Enantiomerically pure chiral amines are valuable building blocks for the synthesis of pharmaceutical drugs and agrochemicals. Indeed it is estimated that currently 40 % of pharmaceuticals contain a chiral amine component in their structure. Chiral amines are also widely used as resolving agents for diastereomeric salt crystallization. One of the challenges of preparing chiral amines in enantiomerically pure form is the development of cost-effective and sustainable catalytic methods that are able to address the requirement for the entire range of primary, secondary and tertiary amines.
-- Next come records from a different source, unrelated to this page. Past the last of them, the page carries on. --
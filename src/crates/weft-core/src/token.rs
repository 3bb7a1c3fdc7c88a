//! Singleton-backed token forge
//!
//! [`SingletonForge`] is the default [`TokenForge`]: each token type owns a
//! [`SingletonStore`] of named base instances, and materializing a token
//! builds a node from the base payload with the request overlay merged on
//! top (the shared inheritance rules: maps merge, lists and scalars are
//! replaced). The node lands in the target graph tagged with its token type.

use indexmap::IndexMap;
use serde_json::{Map, Value};
use uuid::Uuid;

use crate::collab::TokenForge;
use crate::error::{EngineError, Result};
use crate::graph::Graph;
use crate::singleton::{merge_inherited, Singleton, SingletonStore};
use crate::template::Template;

/// Token factory keyed by type name, each type a singleton store of bases.
#[derive(Debug, Clone, Default)]
pub struct SingletonForge {
    types: IndexMap<String, SingletonStore>,
}

impl SingletonForge {
    pub fn new() -> Self {
        Self::default()
    }

    /// Declare a token type. Idempotent.
    pub fn add_type(&mut self, token_type: impl Into<String>) -> &mut SingletonStore {
        let token_type = token_type.into();
        self.types
            .entry(token_type.clone())
            .or_insert_with(|| SingletonStore::new(token_type))
    }

    /// Register a base instance under `token_type`.
    pub fn register_base(
        &mut self,
        token_type: impl Into<String>,
        label: impl Into<String>,
        payload: Map<String, Value>,
    ) -> Result<()> {
        self.add_type(token_type)
            .register(Singleton::new(label).with_payload(payload))?;
        Ok(())
    }

    pub fn types(&self) -> impl Iterator<Item = &str> {
        self.types.keys().map(String::as_str)
    }
}

impl TokenForge for SingletonForge {
    fn has_type(&self, token_type: &str) -> bool {
        self.types.contains_key(token_type)
    }

    fn resolve_base(&self, token_type: &str, label: &str) -> Option<Map<String, Value>> {
        self.types
            .get(token_type)?
            .get(label)
            .map(|base| base.payload.clone())
    }

    fn materialize_token(
        &self,
        token_type: &str,
        label: &str,
        overlay: &Map<String, Value>,
        graph: &mut Graph,
    ) -> Result<Uuid> {
        let base = self.resolve_base(token_type, label).ok_or_else(|| {
            EngineError::NotFound(format!("token base {label:?} of type {token_type:?}"))
        })?;
        let merged = merge_inherited(&Value::Object(base), &Value::Object(overlay.clone()));
        let mut template = Template::from_value(merged)?;
        if template.label.is_none() {
            template.label = Some(label.to_string());
        }
        let node = template.build_node().tagged([format!("token:{token_type}")]);
        graph.add_node(node)
    }
}

#[cfg(test)]
mod tests {
    use super::*;
    use crate::entity::{Criteria, Matchable};
    use serde_json::json;

    fn payload(value: Value) -> Map<String, Value> {
        match value {
            Value::Object(map) => map,
            _ => panic!("expected object"),
        }
    }

    #[test]
    fn test_materialize_token_merges_overlay() {
        let mut forge = SingletonForge::new();
        forge
            .register_base("coin", "gold", payload(json!({"value": 10, "metal": "gold"})))
            .unwrap();

        let mut graph = Graph::new();
        let uid = forge
            .materialize_token("coin", "gold", &payload(json!({"value": 25})), &mut graph)
            .unwrap();

        let node = graph.get_node(uid).unwrap();
        assert_eq!(node.entity().label.as_deref(), Some("gold"));
        assert_eq!(node.entity().attr("value"), Some(&json!(25)));
        assert_eq!(node.entity().attr("metal"), Some(&json!("gold")));
        assert!(node.entity().tags.contains("token:coin"));
    }

    #[test]
    fn test_unknown_base_errors() {
        let forge = SingletonForge::new();
        let mut graph = Graph::new();
        let err = forge
            .materialize_token("coin", "gold", &Map::new(), &mut graph)
            .unwrap_err();
        assert!(matches!(err, EngineError::NotFound(_)));
    }

    #[test]
    fn test_duplicate_base_label_rejected() {
        let mut forge = SingletonForge::new();
        forge.register_base("coin", "gold", Map::new()).unwrap();
        let err = forge.register_base("coin", "gold", Map::new()).unwrap_err();
        assert!(matches!(err, EngineError::DuplicateIdentity(_)));
        // same label under a different type is a different store
        forge.register_base("gem", "gold", Map::new()).unwrap();
    }

    #[test]
    fn test_token_node_findable_by_tag() {
        let mut forge = SingletonForge::new();
        forge.register_base("key", "brass", Map::new()).unwrap();
        let mut graph = Graph::new();
        forge.materialize_token("key", "brass", &Map::new(), &mut graph).unwrap();
        let found = graph.find_node(&Criteria::new().has_tags(["token:key"]));
        assert!(found.is_some());
    }
}
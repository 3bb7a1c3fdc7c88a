//! Label-scoped singleton stores
//!
//! The reference discipline here is a per-class registry of named instances:
//! within one store a label maps to exactly one instance, registration of a
//! taken label fails without side effects, and `get` is idempotent until the
//! store is cleared. Where the source system hung these registries off
//! metaclasses, this crate uses explicit [`SingletonStore`] handles — one per
//! logical class — as the design note for static targets prescribes.
//!
//! Inheriting construction (`from_ref`) deep-copies the referenced instance's
//! payload before explicit overrides apply, with the merge rules shared by
//! template evolution: maps merge (override wins on conflicts), lists are
//! replaced, scalars are replaced. See [`merge_inherited`].

use std::sync::Arc;

use indexmap::IndexMap;
use serde::{Deserialize, Serialize};
use serde_json::{Map, Value};

use crate::entity::{Entity, Matchable};
use crate::error::{EngineError, Result};

/// A labeled instance held by a [`SingletonStore`].
#[derive(Debug, Clone, Serialize, Deserialize)]
pub struct Singleton {
    pub entity: Entity,
    /// Declarative payload; the unit of `from_ref` inheritance.
    #[serde(default, skip_serializing_if = "Map::is_empty")]
    pub payload: Map<String, Value>,
}

impl Singleton {
    /// A singleton must carry a label; it is the registration key.
    pub fn new(label: impl Into<String>) -> Self {
        Self {
            entity: Entity::new().labeled(label),
            payload: Map::new(),
        }
    }

    pub fn with_payload(mut self, payload: Map<String, Value>) -> Self {
        self.payload = payload;
        self
    }

    pub fn label(&self) -> &str {
        self.entity.label.as_deref().unwrap_or_default()
    }
}

impl Matchable for Singleton {
    fn entity(&self) -> &Entity {
        &self.entity
    }
}

/// Deep-merge `overrides` onto `base`.
///
/// Maps merge recursively with the override winning on conflicts; lists and
/// scalars are replaced wholesale.
pub fn merge_inherited(base: &Value, overrides: &Value) -> Value {
    match (base, overrides) {
        (Value::Object(base_map), Value::Object(override_map)) => {
            let mut merged = base_map.clone();
            for (key, override_value) in override_map {
                match merged.get(key) {
                    Some(base_value) => {
                        let value = merge_inherited(base_value, override_value);
                        merged.insert(key.clone(), value);
                    }
                    None => {
                        merged.insert(key.clone(), override_value.clone());
                    }
                }
            }
            Value::Object(merged)
        }
        _ => overrides.clone(),
    }
}

/// One logical class's registry of named instances.
#[derive(Debug, Clone, Default)]
pub struct SingletonStore {
    class: String,
    instances: IndexMap<String, Arc<Singleton>>,
}

impl SingletonStore {
    /// `class` names the logical class the store is scoped to; it only
    /// appears in error messages.
    pub fn new(class: impl Into<String>) -> Self {
        Self {
            class: class.into(),
            instances: IndexMap::new(),
        }
    }

    pub fn class(&self) -> &str {
        &self.class
    }

    /// Register an instance under its label. A taken label fails with
    /// [`EngineError::DuplicateIdentity`] and registers nothing.
    pub fn register(&mut self, instance: Singleton) -> Result<Arc<Singleton>> {
        let label = instance.label().to_string();
        if label.is_empty() {
            return Err(EngineError::DuplicateIdentity(format!(
                "{}: singleton requires a non-empty label",
                self.class
            )));
        }
        if self.instances.contains_key(&label) {
            return Err(EngineError::DuplicateIdentity(format!(
                "{}: instance {label:?} already registered",
                self.class
            )));
        }
        let instance = Arc::new(instance);
        self.instances.insert(label, Arc::clone(&instance));
        Ok(instance)
    }

    /// Register a new instance whose payload inherits from `from_ref`'s
    /// payload, with `overrides` layered on per [`merge_inherited`].
    pub fn register_inheriting(
        &mut self,
        label: impl Into<String>,
        from_ref: &str,
        overrides: Map<String, Value>,
    ) -> Result<Arc<Singleton>> {
        let base = self.get(from_ref).ok_or_else(|| {
            EngineError::NotFound(format!("{}: from_ref {from_ref:?} is not registered", self.class))
        })?;
        let merged = merge_inherited(&Value::Object(base.payload.clone()), &Value::Object(overrides));
        let payload = match merged {
            Value::Object(map) => map,
            _ => unreachable!("merging two objects yields an object"),
        };
        self.register(Singleton::new(label).with_payload(payload))
    }

    /// Idempotent label lookup; same `Arc` until [`SingletonStore::clear`].
    pub fn get(&self, label: &str) -> Option<Arc<Singleton>> {
        self.instances.get(label).cloned()
    }

    pub fn labels(&self) -> impl Iterator<Item = &str> {
        self.instances.keys().map(String::as_str)
    }

    pub fn len(&self) -> usize {
        self.instances.len()
    }

    pub fn is_empty(&self) -> bool {
        self.instances.is_empty()
    }

    /// Drop every instance. Labels become available again.
    pub fn clear(&mut self) {
        self.instances.clear();
    }
}
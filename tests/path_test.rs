use rstest::{fixture, rstest};

use cattree::application::{PathComposer, PathOptions};
use cattree::domain::Category;
use cattree::infrastructure::traits::CategoryLookup;
use cattree::infrastructure::InMemoryCategoryLookup;

#[fixture]
fn shop() -> Vec<Category> {
    vec![
        Category::new(1, 0, "Apparel").with_alias("clothes").with_localized(2, "Bekleidung"),
        Category::new(2, 1, "Shoes").with_alias("footwear").with_localized(2, "Schuhe"),
        Category::new(3, 1, "Shirts"),
        Category::new(4, 2, "Boots"),
        Category::new(5, 99, "Clearance"),
    ]
}

#[rstest]
fn given_nested_record_when_composing_then_root_first_with_default_separator(shop: Vec<Category>) {
    let lookup = InMemoryCategoryLookup::from_records(&shop).unwrap();

    let path = PathComposer::new(&lookup).compose(&shop[3], &PathOptions::default());

    assert_eq!(path, "Apparel » Shoes » Boots");
}

#[rstest]
#[case::plain(None, None, " / ", "Apparel / Shoes")]
#[case::localized(Some(2), None, " / ", "Bekleidung / Schuhe")]
#[case::unknown_language(Some(9), None, ">", "Apparel>Shoes")]
#[case::alias_pattern(None, Some("({alias})"), " > ", "Apparel (clothes) > Shoes (footwear)")]
#[case::empty_pattern(None, Some(""), " > ", "Apparel > Shoes")]
fn given_options_when_composing_then_forwarded_to_lookup(
    shop: Vec<Category>,
    #[case] language_id: Option<i32>,
    #[case] alias_pattern: Option<&str>,
    #[case] separator: &str,
    #[case] expected: &str,
) {
    let lookup = InMemoryCategoryLookup::from_records(&shop).unwrap();
    let options = PathOptions {
        language_id,
        alias_pattern: alias_pattern.map(str::to_string),
        separator: separator.to_string(),
    };

    let path = PathComposer::new(&lookup).compose(&shop[1], &options);

    assert_eq!(path, expected);
}

#[rstest]
fn given_orphan_when_composing_then_path_starts_at_orphan(shop: Vec<Category>) {
    let lookup = InMemoryCategoryLookup::from_records(&shop).unwrap();

    let path = PathComposer::new(&lookup).compose(&shop[4], &PathOptions::default());

    assert_eq!(path, "Clearance");
}

#[rstest]
fn given_record_unknown_to_lookup_when_composing_then_empty(shop: Vec<Category>) {
    let lookup = InMemoryCategoryLookup::from_records(&shop).unwrap();
    let stranger = Category::new(42, 1, "Hats");

    let path = PathComposer::new(&lookup).compose(&stranger, &PathOptions::default());

    assert_eq!(path, "");
}

#[rstest]
fn given_trait_object_lookup_when_composing_then_same_result(shop: Vec<Category>) {
    let lookup: Box<dyn CategoryLookup<Category = Category>> =
        Box::new(InMemoryCategoryLookup::from_records(&shop).unwrap());

    let composer = PathComposer::new(lookup.as_ref());

    assert_eq!(
        composer.compose(&shop[2], &PathOptions::default()),
        "Apparel » Shirts"
    );
}
//! Infrastructure layer: boundary implementations and DI container
//!
//! This layer implements boundary traits and wires up services.

pub mod di;
pub mod error;
pub mod lookup;
pub mod traits;

pub use error::{InfraError, InfraResult};
pub use lookup::InMemoryCategoryLookup;
//! Tests for CategoryTree and indented labels

use rstest::rstest;

use cattree::domain::{
    format_label, Category, CategoryTree, DomainError, LabelFormatter, LabelOptions, SortOptions,
};

fn shop() -> Vec<Category> {
    vec![
        Category::new(1, 0, "Apparel").with_alias("clothes").with_localized(2, "Bekleidung"),
        Category::new(2, 1, "Shoes").with_alias("footwear").with_localized(2, "Schuhe"),
        Category::new(3, 1, "Shirts"),
        Category::new(4, 2, "Boots"),
        Category::new(5, 99, "Clearance"),
    ]
}

#[test]
fn given_node_at_depth_three_when_formatting_then_matches_example() {
    let mut tree = CategoryTree::new();
    let root = tree.insert_node(Category::new(1, 0, "Apparel"), None).unwrap();
    let mid = tree.insert_node(Category::new(2, 1, "Clothing"), Some(root)).unwrap();
    let leaf = tree
        .insert_node(Category::new(3, 2, "Shoes").with_alias("footwear"), Some(mid))
        .unwrap();

    let label = tree.label(leaf, &LabelOptions::default()).unwrap();

    assert_eq!(tree.node(leaf).unwrap().depth(), 3);
    assert_eq!(label, "----Shoes (footwear)");
}

#[test]
fn given_shop_when_rendering_labels_then_pre_order_with_indentation() {
    let tree = CategoryTree::from_records(&shop(), SortOptions::default()).unwrap();

    let labels = tree.indented_labels(&LabelOptions::default());

    assert_eq!(
        labels,
        vec![
            "Apparel (clothes)",
            "--Shoes (footwear)",
            "----Boots",
            "--Shirts",
            "Clearance",
        ]
    );
}

#[test]
fn given_shop_ignoring_orphans_when_rendering_then_orphan_missing() {
    let tree =
        CategoryTree::from_records(&shop(), SortOptions::default().ignore_orphans(true)).unwrap();

    let labels = tree.indented_labels(&LabelOptions {
        with_alias: false,
        ..Default::default()
    });

    assert_eq!(labels, vec!["Apparel", "--Shoes", "----Boots", "--Shirts"]);
}

#[rstest]
#[case(None, "..Shoes (footwear)")]
#[case(Some(2), "..Schuhe (footwear)")]
#[case(Some(7), "..Shoes (footwear)")]
fn given_language_when_formatting_then_localized_or_plain(
    #[case] language_id: Option<i32>,
    #[case] expected: &str,
) {
    let tree = CategoryTree::from_records(&shop(), SortOptions::default()).unwrap();
    let shoes = tree.find(2).unwrap();
    let options = LabelOptions {
        indent_prefix: ".".to_string(),
        language_id,
        with_alias: true,
    };

    assert_eq!(LabelFormatter::format(shoes, &options), expected);
}

#[test]
fn given_same_arguments_when_formatting_twice_then_identical() {
    let tree = CategoryTree::from_records(&shop(), SortOptions::default()).unwrap();
    let boots = tree.find(4).unwrap();
    let options = LabelOptions::default();

    assert_eq!(
        LabelFormatter::format(boots, &options),
        LabelFormatter::format(boots, &options)
    );
    assert_eq!(
        format_label(boots.value(), boots.depth(), "--", None, true),
        "----Boots"
    );
}

#[test]
fn given_subtree_root_when_building_then_children_are_top_level() {
    let tree = CategoryTree::from_records(
        &shop(),
        SortOptions::default().root(1).ignore_orphans(true),
    )
    .unwrap();

    let labels = tree.indented_labels(&LabelOptions {
        with_alias: false,
        ..Default::default()
    });

    assert_eq!(labels, vec!["Shoes", "--Boots", "Shirts"]);
}

#[test]
fn given_cycle_when_building_tree_then_error() {
    let records = vec![Category::new(1, 2, "a"), Category::new(2, 1, "b")];

    let result = CategoryTree::from_records(&records, SortOptions::default());

    assert!(matches!(result, Err(DomainError::CyclicStructure(_))));
}
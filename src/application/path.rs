//! Breadcrumb paths for single categories.

use tracing::debug;

use crate::domain::{CategoryNode, LanguageId};
use crate::infrastructure::traits::CategoryLookup;

pub const DEFAULT_SEPARATOR: &str = " » ";

/// Options forwarded to [`CategoryLookup::compose_breadcrumb`].
#[derive(Debug, Clone, PartialEq, Eq)]
pub struct PathOptions {
    pub language_id: Option<LanguageId>,
    /// Opaque to the composer; interpreted by the lookup
    pub alias_pattern: Option<String>,
    pub separator: String,
}

impl Default for PathOptions {
    fn default() -> Self {
        Self {
            language_id: None,
            alias_pattern: None,
            separator: DEFAULT_SEPARATOR.to_string(),
        }
    }
}

/// Resolves a record through a lookup and hands breadcrumb assembly back to it.
pub struct PathComposer<'l, L: ?Sized> {
    lookup: &'l L,
}

impl<'l, L: CategoryLookup + ?Sized> PathComposer<'l, L> {
    pub fn new(lookup: &'l L) -> Self {
        Self { lookup }
    }

    /// Breadcrumb for `record`, or an empty string if the lookup does not
    /// know its id.
    pub fn compose<R: CategoryNode + ?Sized>(&self, record: &R, options: &PathOptions) -> String {
        match self.lookup.resolve_with_ancestors(record.id()) {
            Some(node) => self.lookup.compose_breadcrumb(
                node,
                options.language_id,
                options.alias_pattern.as_deref(),
                &options.separator,
            ),
            None => {
                debug!("no tree node for category {}", record.id());
                String::new()
            }
        }
    }
}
In this review we highlight various biocatalytic strategies that have been developed, particularly those based upon asymmetric synthesis or their equivalent therefore (i.e. dynamic kinetic resolution, deracemisation) in which yields and enantiomeric excesses approaching 100 % can be attained. Particular attention is given to the use of monoamine oxidase (MAO-N) from Aspergillus niger which has been engineered by directed evolution to provide a tool-box of variants which can generate enantiomerically pure primary, secondary and tertiary amines. These MAO-N variants are combined with non-selective chemical reducing agents in deracemisation processes.